Jackie D from Au Currant has a “quote of the day”:http://www.jackieblogs.com/archives/001586.html picked up from “Norman Geras”:http://normblog.typepad.com/normblog/2003/12/humiliation.html who gets it from “some columnist in the Jerusalem Post”:http://www.jpost.com/servlet/Satellite?pagename=JPost/JPArticle/ShowFull&cid=1071721355570&p=1006953079897 :

bq. [I]t’s about time we all stop treating Iraqis, and Arabs generally, as anything but what they are: Human beings, capable of making rational choices, who, _like the rest of us_ [emphasis added CB], are accountable for their own successes, their own failures, and their own fates.

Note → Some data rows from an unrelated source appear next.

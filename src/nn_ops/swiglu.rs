//! Sigmoid and SwiGLU, adapted from the teacher's `ops::swiglu`. `sigmoid`'s
//! `exp` stays scalar (an elementary transcendental, spec §1's external
//! collaborator), but the `x * sigmoid(x) * gate` combine runs over
//! `Lanes<f32, N>`.

use crate::error::{CoreError, CoreResult};
use crate::lanes::{Lanes, LANES_F32};

pub fn sigmoid(input: &[f32], output: &mut [f32]) -> CoreResult<()> {
    if input.len() != output.len() {
        return Err(CoreError::DimensionMismatch {
            detail: format!("sigmoid length mismatch: input={}, output={}", input.len(), output.len()),
        });
    }
    for i in 0..input.len() {
        output[i] = if input[i] >= 0.0 {
            1.0 / (1.0 + (-input[i]).exp())
        } else {
            let e = input[i].exp();
            e / (1.0 + e)
        };
    }
    Ok(())
}

pub fn swiglu(x: &[f32], gate: &[f32], output: &mut [f32]) -> CoreResult<()> {
    if x.len() != gate.len() || x.len() != output.len() {
        return Err(CoreError::DimensionMismatch {
            detail: format!(
                "swiglu length mismatch: x={}, gate={}, output={}",
                x.len(),
                gate.len(),
                output.len()
            ),
        });
    }

    let mut sigmoid_x = vec![0.0f32; x.len()];
    sigmoid(x, &mut sigmoid_x)?;

    const N: usize = LANES_F32;
    let len = x.len();
    let chunks = len / N;
    for c in 0..chunks {
        let xv = Lanes::<f32, N>::load(&x[c * N..]);
        let sv = Lanes::<f32, N>::load(&sigmoid_x[c * N..]);
        let gv = Lanes::<f32, N>::load(&gate[c * N..]);
        xv.mul(sv).mul(gv).store(&mut output[c * N..]);
    }
    for i in (chunks * N)..len {
        output[i] = x[i] * sigmoid_x[i] * gate[i];
    }
    Ok(())
}

#[cfg(test)]
mod tests {
    use super::*;

    #[test]
    fn swiglu_matches_reference() {
        let x = vec![0.0, 1.0];
        let gate = vec![1.0, 1.0];
        let mut output = vec![0.0; x.len()];
        swiglu(&x, &gate, &mut output).unwrap();
        assert!((output[0] - 0.0).abs() < 1e-5);
        assert!((output[1] - 0.7310585786).abs() < 1e-3);
    }

    #[test]
    fn sigmoid_symmetric_around_zero() {
        let input = vec![-2.0, 0.0, 2.0];
        let mut output = vec![0.0; 3];
        sigmoid(&input, &mut output).unwrap();
        assert!((output[1] - 0.5).abs() < 1e-6);
        assert!((output[0] + output[2] - 1.0).abs() < 1e-6);
    }

    #[test]
    fn dimension_mismatch_reported() {
        let err = swiglu(&[1.0, 2.0], &[1.0], &mut [0.0; 2]).unwrap_err();
        assert!(matches!(err, CoreError::DimensionMismatch { .. }));
    }
}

On a plausible reading “like the rest of us” looks like a weasel phrase here: on the one hand appearing to stretch out the hand of a common humanity but with a wave of that same hand dismissing the very different conditions under which that human life gets lived. I wish I had a view about responsiblity, agency, choice, blame and so on that I was satisfied with. I don’t. But that view would have to satisfy at least two conditions: first, it would have to treat our fellow humans has having the capacity for free choice and second it would have to take a realistic view about the obstacles to their actualizing, developing, and exercising that capacity. If I lived (as I do) under conditions that are relatively propitious for that actualization, development and exercise, then I would hesitate before using phrases such as “like the rest of us” about those who have grown up under dictatorships and in much tougher material circumstances than I have.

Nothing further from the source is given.